Among the entries below, find the line with "filename crates/satdl-core/src/events.rs", then quote it and each following line up to and including the line with "use crate::source::InputFormat;", and nothing else.

---- The records

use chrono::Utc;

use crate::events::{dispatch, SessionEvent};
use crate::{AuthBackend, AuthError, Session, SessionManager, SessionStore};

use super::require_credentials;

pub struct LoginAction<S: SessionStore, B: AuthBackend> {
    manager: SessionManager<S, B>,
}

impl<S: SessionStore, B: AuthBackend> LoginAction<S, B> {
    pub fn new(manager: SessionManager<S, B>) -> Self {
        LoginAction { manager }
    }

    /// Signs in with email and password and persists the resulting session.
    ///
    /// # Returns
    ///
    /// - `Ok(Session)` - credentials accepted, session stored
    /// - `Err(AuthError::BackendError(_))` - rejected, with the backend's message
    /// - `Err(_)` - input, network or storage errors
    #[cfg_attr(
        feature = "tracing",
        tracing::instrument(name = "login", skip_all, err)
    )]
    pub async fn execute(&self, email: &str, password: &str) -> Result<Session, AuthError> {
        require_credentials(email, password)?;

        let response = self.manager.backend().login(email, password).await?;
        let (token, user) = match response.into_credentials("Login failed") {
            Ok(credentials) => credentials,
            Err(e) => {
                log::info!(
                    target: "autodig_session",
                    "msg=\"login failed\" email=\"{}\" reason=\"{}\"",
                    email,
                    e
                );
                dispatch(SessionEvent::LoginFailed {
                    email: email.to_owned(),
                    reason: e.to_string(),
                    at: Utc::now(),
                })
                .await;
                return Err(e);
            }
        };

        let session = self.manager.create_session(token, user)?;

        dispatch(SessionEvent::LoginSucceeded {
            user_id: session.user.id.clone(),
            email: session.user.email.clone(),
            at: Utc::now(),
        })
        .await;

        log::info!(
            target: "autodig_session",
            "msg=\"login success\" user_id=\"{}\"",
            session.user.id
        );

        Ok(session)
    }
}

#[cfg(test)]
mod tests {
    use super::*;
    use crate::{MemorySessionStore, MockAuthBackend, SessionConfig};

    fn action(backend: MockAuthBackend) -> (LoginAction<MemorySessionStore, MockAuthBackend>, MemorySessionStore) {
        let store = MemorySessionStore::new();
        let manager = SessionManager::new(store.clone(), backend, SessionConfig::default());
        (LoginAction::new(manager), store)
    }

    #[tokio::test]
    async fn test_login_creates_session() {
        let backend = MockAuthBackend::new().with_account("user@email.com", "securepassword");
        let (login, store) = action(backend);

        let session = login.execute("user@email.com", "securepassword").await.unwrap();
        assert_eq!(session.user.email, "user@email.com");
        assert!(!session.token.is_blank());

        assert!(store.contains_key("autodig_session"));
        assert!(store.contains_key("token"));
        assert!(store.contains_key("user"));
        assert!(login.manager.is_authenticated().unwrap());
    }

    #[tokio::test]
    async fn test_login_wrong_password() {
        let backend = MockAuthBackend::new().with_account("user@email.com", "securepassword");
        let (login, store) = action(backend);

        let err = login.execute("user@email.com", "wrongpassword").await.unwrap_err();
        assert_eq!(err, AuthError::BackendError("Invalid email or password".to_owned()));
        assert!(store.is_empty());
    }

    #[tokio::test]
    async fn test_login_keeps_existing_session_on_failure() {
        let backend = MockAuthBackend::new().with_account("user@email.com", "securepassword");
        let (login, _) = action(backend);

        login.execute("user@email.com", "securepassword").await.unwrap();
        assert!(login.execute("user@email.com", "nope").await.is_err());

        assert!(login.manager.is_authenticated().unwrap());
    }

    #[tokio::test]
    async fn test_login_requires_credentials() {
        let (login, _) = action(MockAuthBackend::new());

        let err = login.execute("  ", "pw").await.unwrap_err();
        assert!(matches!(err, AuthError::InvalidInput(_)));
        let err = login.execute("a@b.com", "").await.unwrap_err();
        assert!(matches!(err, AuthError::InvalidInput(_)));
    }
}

--------
---- The records

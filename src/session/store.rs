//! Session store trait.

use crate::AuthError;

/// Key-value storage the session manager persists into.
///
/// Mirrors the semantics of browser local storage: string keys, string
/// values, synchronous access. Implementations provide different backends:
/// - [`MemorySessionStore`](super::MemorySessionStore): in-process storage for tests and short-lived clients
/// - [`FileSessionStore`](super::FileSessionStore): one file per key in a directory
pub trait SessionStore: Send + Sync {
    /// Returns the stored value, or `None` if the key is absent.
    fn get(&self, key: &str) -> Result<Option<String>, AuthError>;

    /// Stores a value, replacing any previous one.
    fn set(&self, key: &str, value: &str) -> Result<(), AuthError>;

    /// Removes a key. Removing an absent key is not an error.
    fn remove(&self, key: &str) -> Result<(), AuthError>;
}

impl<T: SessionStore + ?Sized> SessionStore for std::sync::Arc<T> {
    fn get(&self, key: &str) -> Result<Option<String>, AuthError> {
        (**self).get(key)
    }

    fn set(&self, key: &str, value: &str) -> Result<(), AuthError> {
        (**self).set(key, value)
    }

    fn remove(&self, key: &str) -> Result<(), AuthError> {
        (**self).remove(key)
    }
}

--------
---- The records

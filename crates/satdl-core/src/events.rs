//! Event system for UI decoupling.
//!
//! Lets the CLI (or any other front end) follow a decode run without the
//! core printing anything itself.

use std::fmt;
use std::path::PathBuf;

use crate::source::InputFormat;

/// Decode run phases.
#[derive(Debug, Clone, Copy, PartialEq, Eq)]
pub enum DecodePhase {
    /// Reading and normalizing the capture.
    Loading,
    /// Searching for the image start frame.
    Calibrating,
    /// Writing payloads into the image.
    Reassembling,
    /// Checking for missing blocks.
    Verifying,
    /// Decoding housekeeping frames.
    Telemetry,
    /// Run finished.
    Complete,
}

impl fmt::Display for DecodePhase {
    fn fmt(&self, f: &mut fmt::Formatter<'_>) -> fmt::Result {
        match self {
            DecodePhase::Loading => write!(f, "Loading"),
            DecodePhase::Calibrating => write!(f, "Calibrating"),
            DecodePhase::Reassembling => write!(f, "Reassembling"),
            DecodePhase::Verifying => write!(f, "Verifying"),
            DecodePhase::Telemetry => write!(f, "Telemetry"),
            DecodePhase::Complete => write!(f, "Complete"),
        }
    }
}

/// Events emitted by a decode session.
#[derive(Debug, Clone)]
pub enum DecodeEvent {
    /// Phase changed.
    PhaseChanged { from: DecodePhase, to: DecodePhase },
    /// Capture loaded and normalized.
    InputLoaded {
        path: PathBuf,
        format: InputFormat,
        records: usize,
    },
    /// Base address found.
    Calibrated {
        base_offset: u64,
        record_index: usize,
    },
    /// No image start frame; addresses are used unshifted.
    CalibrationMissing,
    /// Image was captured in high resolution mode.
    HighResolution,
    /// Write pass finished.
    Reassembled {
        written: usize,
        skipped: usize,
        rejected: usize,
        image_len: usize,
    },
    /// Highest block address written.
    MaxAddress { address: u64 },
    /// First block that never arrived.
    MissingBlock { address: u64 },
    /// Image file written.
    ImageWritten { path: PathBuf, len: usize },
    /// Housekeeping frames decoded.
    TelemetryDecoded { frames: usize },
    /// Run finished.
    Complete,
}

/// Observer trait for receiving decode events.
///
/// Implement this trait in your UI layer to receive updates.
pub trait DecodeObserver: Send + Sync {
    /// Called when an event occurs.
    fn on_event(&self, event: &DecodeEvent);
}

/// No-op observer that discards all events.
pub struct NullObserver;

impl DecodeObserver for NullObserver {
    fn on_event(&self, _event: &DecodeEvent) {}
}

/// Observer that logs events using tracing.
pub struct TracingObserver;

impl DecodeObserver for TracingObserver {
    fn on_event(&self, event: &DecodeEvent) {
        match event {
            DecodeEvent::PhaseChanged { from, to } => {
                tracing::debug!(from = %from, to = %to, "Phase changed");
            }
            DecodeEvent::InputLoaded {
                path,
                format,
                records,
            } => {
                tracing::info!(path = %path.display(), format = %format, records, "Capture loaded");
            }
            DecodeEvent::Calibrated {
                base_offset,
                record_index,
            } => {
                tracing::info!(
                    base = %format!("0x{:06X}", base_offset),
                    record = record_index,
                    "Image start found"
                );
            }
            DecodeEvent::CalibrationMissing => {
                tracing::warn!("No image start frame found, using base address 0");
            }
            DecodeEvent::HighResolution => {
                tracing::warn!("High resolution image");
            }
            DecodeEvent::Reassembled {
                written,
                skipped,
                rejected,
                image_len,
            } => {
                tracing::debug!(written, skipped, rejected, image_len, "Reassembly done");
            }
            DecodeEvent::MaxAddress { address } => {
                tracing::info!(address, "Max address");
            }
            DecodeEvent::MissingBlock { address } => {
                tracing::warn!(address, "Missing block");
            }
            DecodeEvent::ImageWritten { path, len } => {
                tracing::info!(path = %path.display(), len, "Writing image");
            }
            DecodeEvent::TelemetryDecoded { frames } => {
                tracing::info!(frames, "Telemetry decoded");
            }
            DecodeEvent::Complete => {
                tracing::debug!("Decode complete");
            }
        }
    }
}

--------

**Result below:**
filename crates/satdl-core/src/events.rs
//! Event system for UI decoupling.
//!
//! Lets the CLI (or any other front end) follow a decode run without the
//! core printing anything itself.

use std::fmt;
use std::path::PathBuf;

use crate::source::InputFormat;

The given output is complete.